A justificativa, à época – plausível, por sinal – era de que o estado pagava um dos piores salários do país, o que impossibilitava a contratação de quadros qualificados. Em recente entrevista à CNN Brasil, Zema afirmou: “No passado, os secretários tinham os jetons. Ganhavam muito mais do que hoje. Isso não sai em jornal nenhum. Não vejo ninguém falar. Sou um governo que preza pela transparência, se está lá que meu secretário ganha X é porque ele ganha X.”
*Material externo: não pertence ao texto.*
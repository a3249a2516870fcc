use crate::model::Comment;

/// Comment list and draft for the video whose panel is open.
#[derive(Debug, Clone)]
pub struct CommentPanel {
    pub slide: usize,
    pub video_id: String,
    pub comments: Vec<Comment>,
    pub input: String,
    pub loading: bool,
    pub submitting: bool,
    pub(crate) request_id: u64,
}

impl CommentPanel {
    pub(crate) fn open(slide: usize, video_id: impl Into<String>, request_id: u64) -> Self {
        Self {
            slide,
            video_id: video_id.into(),
            comments: Vec::new(),
            input: String::new(),
            loading: true,
            submitting: false,
            request_id,
        }
    }

    pub(crate) fn loaded(&mut self, comments: Vec<Comment>) {
        self.comments = comments;
        self.loading = false;
    }

    pub(crate) fn load_failed(&mut self) {
        self.comments.clear();
        self.loading = false;
    }

    /// Empties the draft for submission, returning the text that was in it.
    pub(crate) fn take_input(&mut self) -> String {
        self.submitting = true;
        std::mem::take(&mut self.input)
    }

    pub(crate) fn posted(&mut self, comment: Comment) {
        self.submitting = false;
        self.comments.insert(0, comment);
    }

    pub(crate) fn post_failed(&mut self, draft: String) {
        self.submitting = false;
        if self.input.is_empty() {
            self.input = draft;
        } else {
            self.input = format!("{draft}{}", self.input);
        }
    }

    pub fn len(&self) -> usize {
        self.comments.len()
    }

    pub fn is_empty(&self) -> bool {
        self.comments.is_empty()
    }
}

#[cfg(test)]
mod tests {
    use super::*;

    fn comment(id: &str, text: &str) -> Comment {
        Comment {
            id: id.into(),
            text: text.into(),
            author: None,
            created_at: None,
        }
    }

    #[test]
    fn posted_comments_are_prepended() {
        let mut panel = CommentPanel::open(0, "v1", 1);
        panel.loaded(vec![comment("c1", "older")]);
        panel.input = "nice!".into();
        assert_eq!(panel.take_input(), "nice!");
        assert!(panel.input.is_empty());
        panel.posted(comment("c2", "nice!"));
        assert_eq!(panel.comments[0].id, "c2");
        assert_eq!(panel.len(), 2);
        assert!(!panel.submitting);
    }

    #[test]
    fn failed_post_restores_draft_ahead_of_new_typing() {
        let mut panel = CommentPanel::open(0, "v1", 1);
        panel.input = "nice!".into();
        let draft = panel.take_input();
        panel.input = " again".into();
        panel.post_failed(draft);
        assert_eq!(panel.input, "nice! again");
        assert!(panel.is_empty());
    }
}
Porém, segundo dados do Portal da Transparência do Estado de Minas Gerais, diversos secretários de governo recebem jetons, como os casos do secretário de Saúde, Fábio Baccheretti, que recebeu a gratificação em 31 dos 39 meses de governo, e a ex-secretária de Planejamento e Gestão, Luísa Barreto, que apenas em outubro de 2022 recebeu quase 150% a mais que o salário líquido com jetons, conforme apurou o Portal UAI.
Haja mérito
Ainda segundo a matéria, o secretário de Fazenda nos cinco primeiros anos do governo, Gustavo Barbosa custou mais de três milhões de reais: “Entre repasses feitos pelo estado à Caixa Econômica Federal, onde ele é funcionário de carreira, salários como secretário e jetons, a remuneração mensal média de Barbosa foi de R$ 53.184,81 entre 2019 e 2023, conforme conferido no Portal da Transparência do governo estadual.”
Segundo o mesmo Portal da Transparência, três quartos dos servidores estaduais recebem até quatro salários mínimos federais. Essa turma precisaria trabalhar mais de 11 anos para ganhar o mesmo que Barbosa, por exemplo, ganhou em apenas um. É difícil imaginar que ou falte tanta meritocracia nestes três quartos de servidores ou não sobre “meritocracia” para o secretariado de Zema, se é que me compreendem a colocação.
Em um país tão desigual quanto o Brasil, em que o CEP de nascimento praticamente define o futuro da maioria absoluta dos cidadãos, a tal meritocracia deve ser sempre muito bem avaliada e contextualizada. Romeu Zema faz bem em buscar o máximo de eficiência na gestão do estado e premiar os servidores por metas cumpridas, mas isso deve valer para todos e de forma equânime. Ou seja, não basta apenas crer em meritocracia; há que se praticar.